I have already reached the last stage of personal development in Erik Erikson’s framework: age of 65 onwards. This is the time when people take a retrospective look back and feel either satisfied with their own life or regret the bad choices and missed opportunities. My bus journey was taking me on that retrospective trip.

I did make a lot of wrong choices in life. Committed a lot of blunders. I knew it could, my whole life could, have been a lot different, a lot better, if I had kept my ego under control.

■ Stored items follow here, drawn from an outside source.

//! Connected-User Gallery state.
//!
//! A pure read/filter view over the user list: no mutation exists here.

#[cfg(test)]
#[path = "gallery_test.rs"]
mod gallery_test;

use crate::net::api::ApiResult;
use crate::net::types::User;
use crate::state::notice::Notice;

#[derive(Clone, Debug, Default)]
pub struct GalleryState {
    pub users: Vec<User>,
    pub loading: bool,
    pub error: Option<String>,
}

impl GalleryState {
    pub fn begin_load(&mut self) {
        self.loading = true;
    }

    /// Store the fetched list; on failure keep the previous list.
    pub fn finish_load(&mut self, result: ApiResult<Vec<User>>) -> Option<Notice> {
        self.loading = false;
        match result {
            Ok(users) => {
                self.users = users;
                self.error = None;
                None
            }
            Err(err) => {
                let text = err.notice_text();
                self.error = Some(text.clone());
                Some(Notice::error("Failed to load users", text))
            }
        }
    }

    /// Users with an active WhatsApp link, in fetch order.
    #[must_use]
    pub fn connected(&self) -> Vec<User> {
        connected_users(&self.users)
    }
}

/// Subset of `users` whose session-linked flag is set, order preserved.
#[must_use]
pub fn connected_users(users: &[User]) -> Vec<User> {
    users.iter().filter(|u| u.whatsapp_connected).cloned().collect()
}

/// Route of the read-only viewer for `user_id`.
#[must_use]
pub fn viewer_path(user_id: i64) -> String {
    format!("/users/{user_id}")
}
//! Group list pane of the read-only viewer.
//!
//! The control keeps its add and delete affordances so the layout matches the
//! owner's own screen; the viewer intercepts both and never sends a request.

use leptos::prelude::*;

use crate::state::viewer::{GroupListAction, GroupSummary};
use crate::util::format::format_timestamp;

#[component]
pub fn GroupList(
    #[prop(into)] groups: Signal<Vec<GroupSummary>>,
    #[prop(into)] selected: Signal<Option<i64>>,
    on_action: Callback<GroupListAction>,
) -> impl IntoView {
    view! {
        <aside class="group-list">
            <header class="group-list__header">
                <span>"Groups"</span>
                <button
                    class="btn btn--small"
                    title="Add group"
                    on:click=move |_| on_action.run(GroupListAction::Add)
                >
                    "+"
                </button>
            </header>
            <button
                class="group-list__item group-list__item--all"
                class:group-list__item--active=move || selected.get().is_none()
                on:click=move |_| on_action.run(GroupListAction::Select(None))
            >
                "All groups"
            </button>
            {move || {
                let current = selected.get();
                groups
                    .get()
                    .into_iter()
                    .map(|group| {
                        let id = group.id;
                        let time = group.last_message_time.as_deref().map(format_timestamp).unwrap_or_default();
                        view! {
                            <div
                                class="group-list__item"
                                class:group-list__item--active={current == Some(id)}
                                on:click=move |_| on_action.run(GroupListAction::Select(Some(id)))
                            >
                                <div class="group-list__row">
                                    <span class="group-list__name">{group.name}</span>
                                    <span class="group-list__time">{time}</span>
                                </div>
                                <div class="group-list__row">
                                    <span class="group-list__preview">
                                        {group.last_message.unwrap_or_else(|| "No messages yet".to_owned())}
                                    </span>
                                    {(group.unread_count > 0)
                                        .then(|| view! { <span class="group-list__unread">{group.unread_count}</span> })}
                                    <button
                                        class="group-list__delete"
                                        title="Delete group"
                                        aria-label="Delete group"
                                        on:click=move |ev: leptos::ev::MouseEvent| {
                                            ev.stop_propagation();
                                            on_action.run(GroupListAction::Delete(id));
                                        }
                                    >
                                        "✕"
                                    </button>
                                </div>
                            </div>
                        }
                    })
                    .collect_view()
            }}
        </aside>
    }
}
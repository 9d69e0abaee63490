//! In-memory `AdminApi` used by state tests.
//!
//! Each call is appended to `calls` before the canned response is returned, so
//! tests can assert both what was sent and that nothing was sent.

use std::cell::RefCell;

use crate::net::api::{AdminApi, ApiError, ApiResult, EventQuery, MessageQuery};
use crate::net::types::{Event, EventType, Group, LoginResponse, Message, Stats, User};

#[derive(Debug)]
pub struct MockApi {
    pub calls: RefCell<Vec<String>>,
    pub users: ApiResult<Vec<User>>,
    pub mutation: ApiResult<()>,
    pub elevate: ApiResult<Option<String>>,
    pub groups: ApiResult<Vec<Group>>,
    pub messages: ApiResult<Vec<Message>>,
    pub events: ApiResult<Vec<Event>>,
    pub stats: ApiResult<Stats>,
}

impl Default for MockApi {
    fn default() -> Self {
        Self {
            calls: RefCell::new(Vec::new()),
            users: Ok(Vec::new()),
            mutation: Ok(()),
            elevate: Ok(None),
            groups: Ok(Vec::new()),
            messages: Ok(Vec::new()),
            events: Ok(Vec::new()),
            stats: Ok(Stats::default()),
        }
    }
}

impl MockApi {
    pub fn calls(&self) -> Vec<String> {
        self.calls.borrow().clone()
    }

    fn record(&self, call: String) {
        self.calls.borrow_mut().push(call);
    }
}

impl AdminApi for MockApi {
    async fn login(&self, email: &str, _password: &str) -> ApiResult<LoginResponse> {
        self.record(format!("login {email}"));
        Err(ApiError::Server(Some("login not mocked".to_owned())))
    }

    async fn current_user(&self) -> ApiResult<User> {
        self.record("current_user".to_owned());
        Err(ApiError::Server(None))
    }

    async fn list_users(&self) -> ApiResult<Vec<User>> {
        self.record("list_users".to_owned());
        self.users.clone()
    }

    async fn set_admin(&self, user_id: i64, is_admin: bool) -> ApiResult<()> {
        self.record(format!("set_admin {user_id} {is_admin}"));
        self.mutation.clone()
    }

    async fn delete_user(&self, user_id: i64) -> ApiResult<()> {
        self.record(format!("delete_user {user_id}"));
        self.mutation.clone()
    }

    async fn make_me_admin(&self) -> ApiResult<Option<String>> {
        self.record("make_me_admin".to_owned());
        self.elevate.clone()
    }

    async fn user_groups(&self, user_id: i64) -> ApiResult<Vec<Group>> {
        self.record(format!("user_groups {user_id}"));
        self.groups.clone()
    }

    async fn user_messages(&self, user_id: i64, query: MessageQuery) -> ApiResult<Vec<Message>> {
        self.record(format!("user_messages {user_id} {:?} {}", query.group_id, query.limit));
        let messages = self.messages.clone()?;
        Ok(match query.group_id {
            Some(group_id) => messages.into_iter().filter(|m| m.group_id == group_id).collect(),
            None => messages,
        })
    }

    async fn user_events(&self, user_id: i64, query: EventQuery) -> ApiResult<Vec<Event>> {
        self.record(format!("user_events {user_id} {:?}", query.date));
        self.events.clone()
    }

    async fn user_stats(&self, user_id: i64, group_id: Option<i64>) -> ApiResult<Stats> {
        self.record(format!("user_stats {user_id} {group_id:?}"));
        self.stats.clone()
    }
}

pub fn user(id: i64, is_admin: bool, whatsapp_connected: bool) -> User {
    User {
        id,
        username: format!("user{id}"),
        email: format!("user{id}@example.com"),
        is_admin,
        whatsapp_connected,
        created_at: Some("2025-01-01T00:00:00Z".to_owned()),
    }
}

pub fn group(id: i64, name: &str) -> Group {
    Group { id, name: name.to_owned() }
}

pub fn message(id: i64, group_id: i64, sender: &str, content: &str, timestamp: &str) -> Message {
    Message {
        id,
        group_id,
        sender: sender.to_owned(),
        content: content.to_owned(),
        timestamp: timestamp.to_owned(),
    }
}

pub fn event(id: i64, event_type: EventType, group_id: i64) -> Event {
    Event {
        id,
        event_type,
        group_id,
        timestamp: format!("2025-03-01T10:{:02}:00Z", id % 60),
        member_name: None,
    }
}
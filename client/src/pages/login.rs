//! Login page: email + password against the remote API.

#[cfg(test)]
#[path = "login_test.rs"]
mod login_test;

use leptos::prelude::*;
use leptos_router::NavigateOptions;
use leptos_router::hooks::use_navigate;

use crate::util::auth::AuthSession;

#[component]
pub fn LoginPage() -> impl IntoView {
    let session = expect_context::<AuthSession>();
    let email = RwSignal::new(String::new());
    let password = RwSignal::new(String::new());
    let info = RwSignal::new(String::new());
    let busy = RwSignal::new(false);
    let navigate = use_navigate();

    // Already signed in (e.g. restored session): go straight to the directory.
    Effect::new(move || {
        if session.user().is_some() {
            navigate("/", NavigateOptions::default());
        }
    });

    let on_submit = move |ev: leptos::ev::SubmitEvent| {
        ev.prevent_default();
        if busy.get() {
            return;
        }
        let (email_value, password_value) = match validate_credentials(&email.get(), &password.get()) {
            Ok(credentials) => credentials,
            Err(message) => {
                info.set(message.to_owned());
                return;
            }
        };
        busy.set(true);
        info.set("Signing in...".to_owned());

        #[cfg(feature = "hydrate")]
        leptos::task::spawn_local(async move {
            use crate::net::api::{AdminApi as _, HttpApi};

            match HttpApi::default().login(&email_value, &password_value).await {
                Ok(resp) => {
                    session.sign_in(resp.token, resp.user);
                    info.set(String::new());
                }
                Err(e) => info.set(format!("Sign-in failed: {}", e.notice_text())),
            }
            busy.set(false);
        });
        #[cfg(not(feature = "hydrate"))]
        let _ = (email_value, password_value);
    };

    view! {
        <div class="login-page">
            <div class="login-card">
                <h1>"Admin Console"</h1>
                <p class="login-card__subtitle">"Sign in with an administrator account"</p>
                <form class="login-form" on:submit=on_submit>
                    <input
                        class="login-input"
                        type="email"
                        placeholder="you@example.com"
                        autocomplete="username"
                        prop:value=move || email.get()
                        on:input=move |ev| email.set(event_target_value(&ev))
                    />
                    <input
                        class="login-input"
                        type="password"
                        placeholder="Password"
                        autocomplete="current-password"
                        prop:value=move || password.get()
                        on:input=move |ev| password.set(event_target_value(&ev))
                    />
                    <button class="login-button" type="submit" disabled=move || busy.get()>
                        "Sign In"
                    </button>
                </form>
                <Show when=move || !info.get().is_empty()>
                    <p class="login-message">{move || info.get()}</p>
                </Show>
            </div>
        </div>
    }
}

/// Trim the email and require both fields. The password is sent verbatim.
fn validate_credentials(email: &str, password: &str) -> Result<(String, String), &'static str> {
    let email = email.trim();
    if email.is_empty() || password.is_empty() {
        return Err("Enter both email and password.");
    }
    Ok((email.to_owned(), password.to_owned()))
}
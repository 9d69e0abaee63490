//! Toast stack for transient notices.
//!
//! SYSTEM CONTEXT
//! ==============
//! Pages call [`notify`] with the outcome of a fetch or mutation; the stack
//! renders the shared `NoticeState` and expires each entry after
//! `NOTICE_TTL_MS`.

use leptos::prelude::*;

use crate::state::notice::{Notice, NoticeState};

/// Queue `notice` and schedule its auto-dismissal.
pub fn notify(notices: RwSignal<NoticeState>, notice: Notice) {
    let Some(id) = notices.try_update(|n| n.push(notice)) else {
        return;
    };
    #[cfg(feature = "hydrate")]
    leptos::task::spawn_local(async move {
        gloo_timers::future::TimeoutFuture::new(crate::state::notice::NOTICE_TTL_MS).await;
        notices.update(|n| n.dismiss(id));
    });
    #[cfg(not(feature = "hydrate"))]
    let _ = id;
}

#[component]
pub fn NoticeStack() -> impl IntoView {
    let notices = expect_context::<RwSignal<NoticeState>>();

    view! {
        <div class="notice-stack" aria-live="polite">
            {move || {
                notices
                    .get()
                    .items
                    .into_iter()
                    .map(|item| {
                        let id = item.id;
                        let class = format!("notice notice--{}", item.notice.kind.css_modifier());
                        let body = item.notice.body;
                        view! {
                            <div class=class role="status">
                                <div class="notice__text">
                                    <strong class="notice__title">{item.notice.title}</strong>
                                    {(!body.is_empty()).then(|| view! { <span class="notice__body">{body}</span> })}
                                </div>
                                <button
                                    class="notice__close"
                                    title="Dismiss"
                                    aria-label="Dismiss"
                                    on:click=move |_| notices.update(|n| n.dismiss(id))
                                >
                                    "✕"
                                </button>
                            </div>
                        }
                    })
                    .collect_view()
            }}
        </div>
    }
}
//! Root application component with routing and context providers.

use leptos::prelude::*;
use leptos_meta::{MetaTags, Stylesheet, Title, provide_meta_context};
use leptos_router::{
    ParamSegment, StaticSegment,
    components::{Route, Router, Routes},
};

use crate::components::notice_stack::NoticeStack;
use crate::pages::{
    connected_users::ConnectedUsersPage, login::LoginPage, user_directory::UserDirectoryPage,
    user_viewer::UserViewerPage,
};
use crate::state::auth::AuthState;
use crate::state::notice::NoticeState;
use crate::util::auth::{AuthSession, restore_session};

/// HTML shell rendered on the server for SSR + hydration.
pub fn shell(options: LeptosOptions) -> impl IntoView {
    view! {
        <!DOCTYPE html>
        <html lang="en">
            <head>
                <meta charset="utf-8"/>
                <meta name="viewport" content="width=device-width, initial-scale=1"/>
                <AutoReload options=options.clone()/>
                <HydrationScripts options/>
                <MetaTags/>
            </head>
            <body>
                <App/>
            </body>
        </html>
    }
}

/// Root application component.
///
/// Provides the auth and notice contexts and sets up client-side routing.
#[component]
pub fn App() -> impl IntoView {
    provide_meta_context();

    let auth = RwSignal::new(AuthState::default());
    let notices = RwSignal::new(NoticeState::default());
    let session = AuthSession::new(auth);

    provide_context(auth);
    provide_context(notices);
    provide_context(session);

    restore_session(session);

    view! {
        <Stylesheet id="leptos" href="/pkg/admin-console.css"/>
        <Title text="Admin Console"/>

        <Router>
            <NoticeStack/>
            <Routes fallback=|| "Page not found.".into_view()>
                <Route path=StaticSegment("login") view=LoginPage/>
                <Route path=StaticSegment("") view=UserDirectoryPage/>
                <Route path=StaticSegment("connected") view=ConnectedUsersPage/>
                <Route path=(StaticSegment("users"), ParamSegment("id")) view=UserViewerPage/>
            </Routes>
        </Router>
    }
}
use super::*;

#[test]
fn validate_credentials_trims_email_only() {
    assert_eq!(
        validate_credentials("  admin@example.com ", " secret "),
        Ok(("admin@example.com".to_owned(), " secret ".to_owned()))
    );
}

#[test]
fn validate_credentials_requires_both_fields() {
    assert_eq!(validate_credentials("   ", "pw"), Err("Enter both email and password."));
    assert_eq!(validate_credentials("a@b.com", ""), Err("Enter both email and password."));
}
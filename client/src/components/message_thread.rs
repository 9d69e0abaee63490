//! Message thread pane of the read-only viewer.

use leptos::prelude::*;

use crate::net::types::Message;
use crate::util::format::format_timestamp;

/// Chronological thread of the selected group, or a hint when none is.
#[component]
pub fn MessageThread(
    #[prop(into)] messages: Signal<Vec<Message>>,
    #[prop(into)] group_name: Signal<Option<String>>,
    #[prop(into)] loading: Signal<bool>,
) -> impl IntoView {
    view! {
        <section class="message-thread">
            <header class="message-thread__header">
                {move || group_name.get().unwrap_or_else(|| "Select a group".to_owned())}
            </header>
            <div class="message-thread__body">
                {move || {
                    if group_name.get().is_none() {
                        return view! {
                            <p class="message-thread__empty">"Pick a group on the left to read its messages."</p>
                        }
                            .into_any();
                    }
                    if loading.get() {
                        return view! { <p class="message-thread__empty">"Loading messages..."</p> }.into_any();
                    }
                    let items = messages.get();
                    if items.is_empty() {
                        return view! { <p class="message-thread__empty">"No messages in this group."</p> }.into_any();
                    }
                    items
                        .into_iter()
                        .map(|m| {
                            view! {
                                <div class="message">
                                    <div class="message__meta">
                                        <span class="message__sender">{m.sender}</span>
                                        <span class="message__time">{format_timestamp(&m.timestamp)}</span>
                                    </div>
                                    <p class="message__content">{m.content}</p>
                                </div>
                            }
                        })
                        .collect_view()
                        .into_any()
                }}
            </div>
            <footer class="message-thread__footer">"Read-only view. Sending is disabled."</footer>
        </section>
    }
}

But I have not ended up in despair, as Erikson argues. I have learnt to accept me with warts and all. I underwent a lot of changes in the last few years because of the self-understanding and self-acceptance I gathered somewhere on the way. I learnt that regret made no sense. I learnt that falling is part of the journey called life. What matters is whether you continue to lie in the pit and whimper or get up, wipe off the filth, learn the lesson from the experience, and get on. I did that second thing though a bit late in life. The earlier you learn to do this, the happier your life will be.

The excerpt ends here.